──────── The data ────────

//! Sentlab Runner: analysis sessions over the core pipeline.
//!
//! This crate builds on `sentlab-core` to provide:
//! - TOML session configuration with validation
//! - Sessions that fetch, enrich, align and model for one as-of day
//! - Plain-text reports for the terminal

pub mod config;
pub mod report;
pub mod session;

pub use config::{twitter_token, ConfigError, HttpSettings, SessionConfig, CONFIG_FILE_NAME};
pub use session::{Headline, PriceHistory, Session, SessionError, Sources, BREAKDOWN_COLUMNS};

#[cfg(test)]
mod send_sync_checks {
    use super::*;

    fn assert_send<T: Send>() {}
    fn assert_sync<T: Sync>() {}

    #[test]
    fn config_types_are_send_sync() {
        assert_send::<SessionConfig>();
        assert_sync::<SessionConfig>();
        assert_send::<ConfigError>();
        assert_sync::<ConfigError>();
    }

    #[test]
    fn session_outputs_are_send_sync() {
        assert_send::<PriceHistory>();
        assert_sync::<PriceHistory>();
        assert_send::<Headline>();
        assert_sync::<Headline>();
        assert_send::<SessionError>();
        assert_sync::<SessionError>();
    }
}
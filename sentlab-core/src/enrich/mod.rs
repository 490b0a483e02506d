//! Enrichers: append derived columns to a dataset.
//!
//! Enrichers never rewrite existing columns. Each reports whether it added
//! anything so callers only re-save datasets that actually changed.

pub mod oracle;
pub mod price_move;
pub mod sentiment;

pub use oracle::{Intensity, SentimentOracle, SentimentScore, VaderOracle};
pub use price_move::{add_price_move, DIRECTION_COLUMN, PERCENT_CHANGE_COLUMN};
pub use sentiment::{add_sentiment, SENTIMENT_COLUMNS};

use tracing::info;

use crate::data::{DataError, Dataset, DatasetStore};

/// Apply `enrich` and persist the result under the dataset's own key when
/// columns were added.
pub fn enrich_and_save(
    store: &dyn DatasetStore,
    mut dataset: Dataset,
    enrich: impl FnOnce(&mut Dataset) -> Result<bool, DataError>,
) -> Result<Dataset, DataError> {
    if enrich(&mut dataset)? {
        info!(key = %dataset.key(), columns = dataset.columns().len(), "saving enriched dataset");
        store.save(dataset.key(), &dataset)?;
    }
    Ok(dataset)
}

#[cfg(test)]
mod tests {
    use super::*;
    use crate::data::{Column, DatasetKey, MemoryStore, Record, Value};
    use chrono::NaiveDate;

    #[test]
    fn saves_only_when_columns_were_added() {
        let start = NaiveDate::from_ymd_opt(2024, 1, 2).unwrap();
        let key = DatasetKey::price("TEST", start, start).unwrap();
        let ds = Dataset::from_records(
            key.clone(),
            vec![Column::number("Close")],
            vec![Record {
                date: start,
                values: vec![Value::Number(10.0)],
            }],
        )
        .unwrap();

        let store = MemoryStore::new();
        let unchanged = enrich_and_save(&store, ds, |_| Ok(false)).unwrap();
        assert!(!store.exists(&key));

        let enriched = enrich_and_save(&store, unchanged, add_price_move).unwrap();
        assert_eq!(store.load(&key).unwrap(), enriched);
        assert!(enriched.has_column(DIRECTION_COLUMN));
    }
}
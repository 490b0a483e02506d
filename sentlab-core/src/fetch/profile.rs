//! Company profile snapshot.

use chrono::NaiveDate;
use tracing::info;

use crate::data::{
    Column, DataError, Dataset, DatasetKey, DatasetStore, ProfileSource, Record, Value,
};

/// Cached profile for `as_of`: one record whose text columns are the profile
/// attributes in source order.
pub fn fetch_profile(
    store: &dyn DatasetStore,
    source: &dyn ProfileSource,
    ticker: &str,
    as_of: NaiveDate,
) -> Result<Dataset, DataError> {
    let key = DatasetKey::profile(ticker, as_of)?;
    store.get_or_fetch(&key, &mut || -> Result<Dataset, DataError> {
        info!(ticker = key.ticker(), source = source.name(), "fetching profile");
        let mut attributes = source.profile(key.ticker())?;

        // Attribute names become column names and must stay unique.
        let mut seen = std::collections::HashSet::new();
        attributes.retain(|(name, _)| !name.is_empty() && seen.insert(name.clone()));

        if attributes.is_empty() {
            return Err(DataError::NoDataInRange {
                ticker: key.ticker().to_string(),
                detail: "empty company profile".into(),
            });
        }

        let (columns, values): (Vec<Column>, Vec<Value>) = attributes
            .into_iter()
            .map(|(name, value)| (Column::text(name), Value::Text(value)))
            .unzip();
        Dataset::from_records(
            key.clone(),
            columns,
            vec![Record {
                date: as_of,
                values,
            }],
        )
    })
}
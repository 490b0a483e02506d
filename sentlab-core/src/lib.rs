//! Sentlab Core: acquisition, caching, enrichment, alignment and diagnostic
//! modelling of daily market signals.
//!
//! This crate contains the pipeline:
//! - Deterministic dataset keys and a swappable dataset store
//! - Fetchers for price bars, headlines, social posts and company profiles
//! - Enrichers that append price-move and sentiment columns
//! - An N-way date aligner
//! - OLS diagnostics of price against sentiment

pub mod align;
pub mod data;
pub mod enrich;
pub mod fetch;
pub mod indicators;
pub mod model;

pub use align::{aggregate_daily, align, AlignedDataset, DailyTable, MIN_USABLE_ROWS};
pub use data::{DataError, Dataset, DatasetKey, DatasetKind, DatasetStore, FileStore, MemoryStore};

#[cfg(test)]
mod tests {
    use super::*;

    /// Compile-time check: data types handed across threads by embedders are
    /// Send + Sync.
    #[allow(dead_code)]
    fn assert_send_sync() {
        fn require_send<T: Send>() {}
        fn require_sync<T: Sync>() {}

        require_send::<data::Dataset>();
        require_sync::<data::Dataset>();
        require_send::<data::DatasetKey>();
        require_sync::<data::DatasetKey>();
        require_send::<data::DataError>();
        require_sync::<data::DataError>();
        require_send::<data::FileStore>();
        require_sync::<data::FileStore>();
        require_send::<data::MemoryStore>();
        require_sync::<data::MemoryStore>();
        require_send::<data::CircuitBreaker>();
        require_sync::<data::CircuitBreaker>();

        require_send::<align::DailyTable>();
        require_sync::<align::DailyTable>();
        require_send::<align::AlignedDataset>();
        require_sync::<align::AlignedDataset>();
        require_send::<model::OlsFit>();
        require_sync::<model::OlsFit>();
    }

    /// Architecture contract: fetchers see sources only through the traits,
    /// so any backend can sit behind them.
    #[test]
    fn fetchers_accept_trait_objects() {
        fn _check(
            store: &dyn data::DatasetStore,
            prices: &dyn data::PriceSource,
            headlines: &dyn data::HeadlineSource,
        ) {
            let day = chrono::NaiveDate::default();
            let _ = fetch::fetch_prices(store, prices, "X", day, day);
            let _ = fetch::fetch_headlines(store, headlines, "X", 1, day);
        }
    }
}
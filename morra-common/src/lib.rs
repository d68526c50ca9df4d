// Copyright (C) 2026 StarHuntingGames
//
// This program is free software: you can redistribute it and/or modify
// it under the terms of the GNU General Public License as published by
// the Free Software Foundation, either version 3 of the License, or
// (at your option) any later version.
//
// This program is distributed in the hope that it will be useful,
// but WITHOUT ANY WARRANTY; without even the implied warranty of
// MERCHANTABILITY or FITNESS FOR A PARTICULAR PURPOSE.  See the
// GNU General Public License for more details.
//
// You should have received a copy of the GNU General Public License
// along with this program.  If not, see <https://www.gnu.org/licenses/>.

use rand::Rng;
use serde::{Deserialize, Serialize};
use serde_json::Value;
use tracing::{debug_span, field};

pub const MIN_THROW: u32 = 1;
pub const MAX_THROW: u32 = 4;
/// Upper bound on `reqplayercount`; each extra player costs one draw.
pub const MAX_PLAYER_COUNT: i64 = 1024;

/// Body of `POST /turn`.
///
/// The game and round identifiers are opaque to the player and are echoed back
/// exactly as received, whatever their JSON type. A missing key reads as `null`.
#[derive(Debug, Clone, Serialize, Deserialize)]
pub struct TurnRequest {
    #[serde(rename = "reqgameid", default)]
    pub game_id: Value,
    #[serde(rename = "reqroundno", default)]
    pub round_no: Value,
    #[serde(rename = "reqplayercount", default)]
    pub player_count: Option<i64>,
}

#[derive(Debug, Clone, PartialEq, Serialize, Deserialize)]
pub struct TurnResponse {
    #[serde(rename = "resgameid")]
    pub game_id: Value,
    #[serde(rename = "resroundno")]
    pub round_no: Value,
    #[serde(rename = "resthrow")]
    pub throw_value: u32,
    #[serde(rename = "rescall")]
    pub call_value: u32,
}

/// Round summary the game posts to every player after judging a round.
#[derive(Debug, Clone, Serialize, Deserialize)]
pub struct RoundRecord {
    pub game_id: String,
    pub round_no: u64,
    #[serde(default)]
    pub turns: Vec<TurnRecord>,
}

#[derive(Debug, Clone, Serialize, Deserialize)]
pub struct TurnRecord {
    pub player_id: String,
    pub throw: u32,
    pub call: u32,
}

impl RoundRecord {
    pub fn throw_total(&self) -> u32 {
        self.turns.iter().map(|turn| turn.throw).sum()
    }

    /// Players whose call matched the total of all throws in the round.
    pub fn winners(&self) -> Vec<&str> {
        let total = self.throw_total();
        self.turns
            .iter()
            .filter(|turn| turn.call == total)
            .map(|turn| turn.player_id.as_str())
            .collect()
    }
}

pub fn make_throw<R: Rng + ?Sized>(rng: &mut R) -> u32 {
    rng.random_range(MIN_THROW..=MAX_THROW)
}

/// Build a call from our own throw plus one random guess per other player.
///
/// A `player_count` of one or less adds nothing, so the call equals the throw.
pub fn make_call<R: Rng + ?Sized>(rng: &mut R, throw_value: u32, player_count: u32) -> u32 {
    (1..player_count).fold(throw_value, |call, _| call + make_throw(rng))
}

/// Play a single turn for an already validated `player_count`.
///
/// The throw and call are drawn inside `make_throw` and `make_call` spans that
/// carry the drawn values as `throw.value` and `call.value`.
#[tracing::instrument(
    level = "debug",
    skip_all,
    fields(game.id = %request.game_id, player.count = player_count)
)]
pub fn take_turn<R: Rng + ?Sized>(
    rng: &mut R,
    request: &TurnRequest,
    player_count: u32,
) -> TurnResponse {
    let throw_span = debug_span!("make_throw", throw.value = field::Empty);
    let throw_value = throw_span.in_scope(|| make_throw(rng));
    throw_span.record("throw.value", throw_value);

    let call_span = debug_span!("make_call", call.value = field::Empty);
    let call_value = call_span.in_scope(|| make_call(rng, throw_value, player_count));
    call_span.record("call.value", call_value);

    TurnResponse {
        game_id: request.game_id.clone(),
        round_no: request.round_no.clone(),
        throw_value,
        call_value,
    }
}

────────

§ **Exercise requirements**
Which lines of the records hold the string "SessionConfig"? Copy each one.

§ **Solution to the problem**
pub use config::{twitter_token, ConfigError, HttpSettings, SessionConfig, CONFIG_FILE_NAME};
        assert_send::<SessionConfig>();
        assert_sync::<SessionConfig>();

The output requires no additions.